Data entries
------------------------------------------------------------------------
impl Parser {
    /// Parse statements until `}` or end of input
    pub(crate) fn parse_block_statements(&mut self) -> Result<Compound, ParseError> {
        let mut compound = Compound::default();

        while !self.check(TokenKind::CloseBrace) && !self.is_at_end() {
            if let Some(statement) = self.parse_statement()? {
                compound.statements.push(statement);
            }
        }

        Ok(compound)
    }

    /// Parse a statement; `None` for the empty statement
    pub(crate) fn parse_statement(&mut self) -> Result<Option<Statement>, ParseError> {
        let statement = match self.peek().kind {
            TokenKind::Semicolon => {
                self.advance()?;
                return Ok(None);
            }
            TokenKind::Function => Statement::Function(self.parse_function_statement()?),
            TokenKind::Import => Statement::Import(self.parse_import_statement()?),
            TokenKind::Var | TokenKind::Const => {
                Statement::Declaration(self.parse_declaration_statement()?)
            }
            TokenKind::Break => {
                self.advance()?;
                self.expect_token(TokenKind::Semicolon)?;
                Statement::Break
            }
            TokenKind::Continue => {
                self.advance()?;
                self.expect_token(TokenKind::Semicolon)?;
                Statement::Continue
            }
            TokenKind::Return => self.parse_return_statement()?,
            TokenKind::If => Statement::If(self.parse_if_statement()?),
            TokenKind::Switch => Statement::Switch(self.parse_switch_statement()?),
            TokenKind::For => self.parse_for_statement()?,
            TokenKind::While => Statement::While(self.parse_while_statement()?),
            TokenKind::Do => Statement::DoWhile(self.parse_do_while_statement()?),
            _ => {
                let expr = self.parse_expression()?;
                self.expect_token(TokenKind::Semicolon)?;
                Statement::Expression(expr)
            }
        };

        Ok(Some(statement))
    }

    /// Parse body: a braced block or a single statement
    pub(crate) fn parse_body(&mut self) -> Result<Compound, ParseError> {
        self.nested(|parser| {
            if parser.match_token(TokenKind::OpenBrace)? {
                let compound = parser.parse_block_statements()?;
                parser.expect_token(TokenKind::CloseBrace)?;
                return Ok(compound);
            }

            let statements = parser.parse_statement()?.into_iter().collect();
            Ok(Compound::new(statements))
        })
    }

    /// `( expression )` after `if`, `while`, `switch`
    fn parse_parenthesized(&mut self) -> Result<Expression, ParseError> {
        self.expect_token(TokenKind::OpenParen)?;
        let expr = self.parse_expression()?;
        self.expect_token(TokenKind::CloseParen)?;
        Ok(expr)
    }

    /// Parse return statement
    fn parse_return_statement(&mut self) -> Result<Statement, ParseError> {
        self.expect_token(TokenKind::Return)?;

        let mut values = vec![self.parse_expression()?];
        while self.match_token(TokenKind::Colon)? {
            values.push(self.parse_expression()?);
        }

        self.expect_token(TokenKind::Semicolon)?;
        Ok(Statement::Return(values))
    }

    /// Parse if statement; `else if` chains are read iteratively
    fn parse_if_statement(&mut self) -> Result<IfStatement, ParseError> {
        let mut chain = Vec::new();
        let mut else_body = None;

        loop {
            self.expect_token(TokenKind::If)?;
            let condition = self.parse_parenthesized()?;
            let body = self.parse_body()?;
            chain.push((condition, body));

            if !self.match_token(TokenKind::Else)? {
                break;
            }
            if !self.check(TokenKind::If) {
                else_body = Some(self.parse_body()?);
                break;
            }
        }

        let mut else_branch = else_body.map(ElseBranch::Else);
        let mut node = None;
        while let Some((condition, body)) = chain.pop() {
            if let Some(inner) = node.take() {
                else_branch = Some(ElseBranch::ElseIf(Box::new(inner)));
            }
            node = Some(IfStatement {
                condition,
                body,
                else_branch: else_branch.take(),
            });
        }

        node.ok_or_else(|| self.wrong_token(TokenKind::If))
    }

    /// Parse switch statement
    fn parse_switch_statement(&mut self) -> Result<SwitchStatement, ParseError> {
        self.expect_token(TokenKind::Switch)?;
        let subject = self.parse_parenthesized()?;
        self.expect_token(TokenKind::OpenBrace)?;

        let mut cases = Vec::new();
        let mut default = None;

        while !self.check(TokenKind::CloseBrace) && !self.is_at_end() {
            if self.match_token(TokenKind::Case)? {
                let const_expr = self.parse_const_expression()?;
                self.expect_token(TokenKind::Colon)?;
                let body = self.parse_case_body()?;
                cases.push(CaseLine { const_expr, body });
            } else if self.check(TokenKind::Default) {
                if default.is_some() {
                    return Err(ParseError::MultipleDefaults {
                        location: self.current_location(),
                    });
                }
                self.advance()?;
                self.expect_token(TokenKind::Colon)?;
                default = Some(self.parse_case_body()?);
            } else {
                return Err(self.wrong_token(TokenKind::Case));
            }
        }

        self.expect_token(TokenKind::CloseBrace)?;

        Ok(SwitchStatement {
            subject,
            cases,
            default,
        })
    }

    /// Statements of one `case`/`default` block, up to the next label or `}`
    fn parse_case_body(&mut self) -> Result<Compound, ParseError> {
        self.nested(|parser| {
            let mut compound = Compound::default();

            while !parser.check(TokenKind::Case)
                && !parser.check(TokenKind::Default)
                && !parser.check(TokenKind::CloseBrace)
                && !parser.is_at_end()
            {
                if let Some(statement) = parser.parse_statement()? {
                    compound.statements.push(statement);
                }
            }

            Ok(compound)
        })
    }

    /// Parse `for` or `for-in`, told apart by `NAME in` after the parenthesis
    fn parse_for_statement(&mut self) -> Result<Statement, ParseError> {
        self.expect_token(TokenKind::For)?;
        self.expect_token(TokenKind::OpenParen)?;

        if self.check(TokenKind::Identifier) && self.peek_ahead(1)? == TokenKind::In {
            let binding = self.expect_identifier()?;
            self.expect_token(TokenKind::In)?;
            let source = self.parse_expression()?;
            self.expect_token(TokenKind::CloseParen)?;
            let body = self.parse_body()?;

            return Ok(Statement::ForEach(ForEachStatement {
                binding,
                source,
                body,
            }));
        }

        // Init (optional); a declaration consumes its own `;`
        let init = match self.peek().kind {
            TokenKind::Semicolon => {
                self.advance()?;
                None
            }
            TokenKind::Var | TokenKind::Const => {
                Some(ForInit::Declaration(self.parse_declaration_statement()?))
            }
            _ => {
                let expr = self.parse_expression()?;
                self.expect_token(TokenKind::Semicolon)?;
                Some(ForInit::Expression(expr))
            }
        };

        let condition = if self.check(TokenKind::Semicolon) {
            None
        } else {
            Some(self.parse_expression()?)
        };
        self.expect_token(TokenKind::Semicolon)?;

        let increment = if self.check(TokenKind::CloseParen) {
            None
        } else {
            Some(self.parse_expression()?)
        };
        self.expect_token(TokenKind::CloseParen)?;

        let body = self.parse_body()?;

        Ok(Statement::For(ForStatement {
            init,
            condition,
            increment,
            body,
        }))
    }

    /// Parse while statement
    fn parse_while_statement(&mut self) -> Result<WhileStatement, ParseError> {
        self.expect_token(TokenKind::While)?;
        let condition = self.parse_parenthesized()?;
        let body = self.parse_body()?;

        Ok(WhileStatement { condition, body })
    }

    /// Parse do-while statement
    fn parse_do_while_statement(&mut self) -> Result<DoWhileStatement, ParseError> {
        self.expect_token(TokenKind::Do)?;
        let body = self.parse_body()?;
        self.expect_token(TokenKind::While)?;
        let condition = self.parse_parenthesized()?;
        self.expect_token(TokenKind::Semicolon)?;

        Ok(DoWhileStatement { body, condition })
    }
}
------------------------------------------------------------------------
AIM OF THE EXERCISE -> Repeat the data. Leave nothing out and change nothing.

OUTPUT FOR THIS EXERCISE ->
impl Parser {
    /// Parse statements until `}` or end of input
    pub(crate) fn parse_block_statements(&mut self) -> Result<Compound, ParseError> {
        let mut compound = Compound::default();

        while !self.check(TokenKind::CloseBrace) && !self.is_at_end() {
            if let Some(statement) = self.parse_statement()? {
                compound.statements.push(statement);
            }
        }

        Ok(compound)
    }

    /// Parse a statement; `None` for the empty statement
    pub(crate) fn parse_statement(&mut self) -> Result<Option<Statement>, ParseError> {
        let statement = match self.peek().kind {
            TokenKind::Semicolon => {
                self.advance()?;
                return Ok(None);
            }
            TokenKind::Function => Statement::Function(self.parse_function_statement()?),
            TokenKind::Import => Statement::Import(self.parse_import_statement()?),
            TokenKind::Var | TokenKind::Const => {
                Statement::Declaration(self.parse_declaration_statement()?)
            }
            TokenKind::Break => {
                self.advance()?;
                self.expect_token(TokenKind::Semicolon)?;
                Statement::Break
            }
            TokenKind::Continue => {
                self.advance()?;
                self.expect_token(TokenKind::Semicolon)?;
                Statement::Continue
            }
            TokenKind::Return => self.parse_return_statement()?,
            TokenKind::If => Statement::If(self.parse_if_statement()?),
            TokenKind::Switch => Statement::Switch(self.parse_switch_statement()?),
            TokenKind::For => self.parse_for_statement()?,
            TokenKind::While => Statement::While(self.parse_while_statement()?),
            TokenKind::Do => Statement::DoWhile(self.parse_do_while_statement()?),
            _ => {
                let expr = self.parse_expression()?;
                self.expect_token(TokenKind::Semicolon)?;
                Statement::Expression(expr)
            }
        };

        Ok(Some(statement))
    }

    /// Parse body: a braced block or a single statement
    pub(crate) fn parse_body(&mut self) -> Result<Compound, ParseError> {
        self.nested(|parser| {
            if parser.match_token(TokenKind::OpenBrace)? {
                let compound = parser.parse_block_statements()?;
                parser.expect_token(TokenKind::CloseBrace)?;
                return Ok(compound);
            }

            let statements = parser.parse_statement()?.into_iter().collect();
            Ok(Compound::new(statements))
        })
    }

    /// `( expression )` after `if`, `while`, `switch`
    fn parse_parenthesized(&mut self) -> Result<Expression, ParseError> {
        self.expect_token(TokenKind::OpenParen)?;
        let expr = self.parse_expression()?;
        self.expect_token(TokenKind::CloseParen)?;
        Ok(expr)
    }

    /// Parse return statement
    fn parse_return_statement(&mut self) -> Result<Statement, ParseError> {
        self.expect_token(TokenKind::Return)?;

        let mut values = vec![self.parse_expression()?];
        while self.match_token(TokenKind::Colon)? {
            values.push(self.parse_expression()?);
        }

        self.expect_token(TokenKind::Semicolon)?;
        Ok(Statement::Return(values))
    }

    /// Parse if statement; `else if` chains are read iteratively
    fn parse_if_statement(&mut self) -> Result<IfStatement, ParseError> {
        let mut chain = Vec::new();
        let mut else_body = None;

        loop {
            self.expect_token(TokenKind::If)?;
            let condition = self.parse_parenthesized()?;
            let body = self.parse_body()?;
            chain.push((condition, body));

            if !self.match_token(TokenKind::Else)? {
                break;
            }
            if !self.check(TokenKind::If) {
                else_body = Some(self.parse_body()?);
                break;
            }
        }

        let mut else_branch = else_body.map(ElseBranch::Else);
        let mut node = None;
        while let Some((condition, body)) = chain.pop() {
            if let Some(inner) = node.take() {
                else_branch = Some(ElseBranch::ElseIf(Box::new(inner)));
            }
            node = Some(IfStatement {
                condition,
                body,
                else_branch: else_branch.take(),
            });
        }

        node.ok_or_else(|| self.wrong_token(TokenKind::If))
    }

    /// Parse switch statement
    fn parse_switch_statement(&mut self) -> Result<SwitchStatement, ParseError> {
        self.expect_token(TokenKind::Switch)?;
        let subject = self.parse_parenthesized()?;
        self.expect_token(TokenKind::OpenBrace)?;

        let mut cases = Vec::new();
        let mut default = None;

        while !self.check(TokenKind::CloseBrace) && !self.is_at_end() {
            if self.match_token(TokenKind::Case)? {
                let const_expr = self.parse_const_expression()?;
                self.expect_token(TokenKind::Colon)?;
                let body = self.parse_case_body()?;
                cases.push(CaseLine { const_expr, body });
            } else if self.check(TokenKind::Default) {
                if default.is_some() {
                    return Err(ParseError::MultipleDefaults {
                        location: self.current_location(),
                    });
                }
                self.advance()?;
                self.expect_token(TokenKind::Colon)?;
                default = Some(self.parse_case_body()?);
            } else {
                return Err(self.wrong_token(TokenKind::Case));
            }
        }

        self.expect_token(TokenKind::CloseBrace)?;

        Ok(SwitchStatement {
            subject,
            cases,
            default,
        })
    }

    /// Statements of one `case`/`default` block, up to the next label or `}`
    fn parse_case_body(&mut self) -> Result<Compound, ParseError> {
        self.nested(|parser| {
            let mut compound = Compound::default();

            while !parser.check(TokenKind::Case)
                && !parser.check(TokenKind::Default)
                && !parser.check(TokenKind::CloseBrace)
                && !parser.is_at_end()
            {
                if let Some(statement) = parser.parse_statement()? {
                    compound.statements.push(statement);
                }
            }

            Ok(compound)
        })
    }

    /// Parse `for` or `for-in`, told apart by `NAME in` after the parenthesis
    fn parse_for_statement(&mut self) -> Result<Statement, ParseError> {
        self.expect_token(TokenKind::For)?;
        self.expect_token(TokenKind::OpenParen)?;

        if self.check(TokenKind::Identifier) && self.peek_ahead(1)? == TokenKind::In {
            let binding = self.expect_identifier()?;
            self.expect_token(TokenKind::In)?;
            let source = self.parse_expression()?;
            self.expect_token(TokenKind::CloseParen)?;
            let body = self.parse_body()?;

            return Ok(Statement::ForEach(ForEachStatement {
                binding,
                source,
                body,
            }));
        }

        // Init (optional); a declaration consumes its own `;`
        let init = match self.peek().kind {
            TokenKind::Semicolon => {
                self.advance()?;
                None
            }
            TokenKind::Var | TokenKind::Const => {
                Some(ForInit::Declaration(self.parse_declaration_statement()?))
            }
            _ => {
                let expr = self.parse_expression()?;
                self.expect_token(TokenKind::Semicolon)?;
                Some(ForInit::Expression(expr))
            }
        };

        let condition = if self.check(TokenKind::Semicolon) {
            None
        } else {
            Some(self.parse_expression()?)
        };
        self.expect_token(TokenKind::Semicolon)?;

        let increment = if self.check(TokenKind::CloseParen) {
            None
        } else {
            Some(self.parse_expression()?)
        };
        self.expect_token(TokenKind::CloseParen)?;

        let body = self.parse_body()?;

        Ok(Statement::For(ForStatement {
            init,
            condition,
            increment,
            body,
        }))
    }

    /// Parse while statement
    fn parse_while_statement(&mut self) -> Result<WhileStatement, ParseError> {
        self.expect_token(TokenKind::While)?;
        let condition = self.parse_parenthesized()?;
        let body = self.parse_body()?;

        Ok(WhileStatement { condition, body })
    }

    /// Parse do-while statement
    fn parse_do_while_statement(&mut self) -> Result<DoWhileStatement, ParseError> {
        self.expect_token(TokenKind::Do)?;
        let body = self.parse_body()?;
        self.expect_token(TokenKind::While)?;
        let condition = self.parse_parenthesized()?;
        self.expect_token(TokenKind::Semicolon)?;

        Ok(DoWhileStatement { body, condition })
    }
}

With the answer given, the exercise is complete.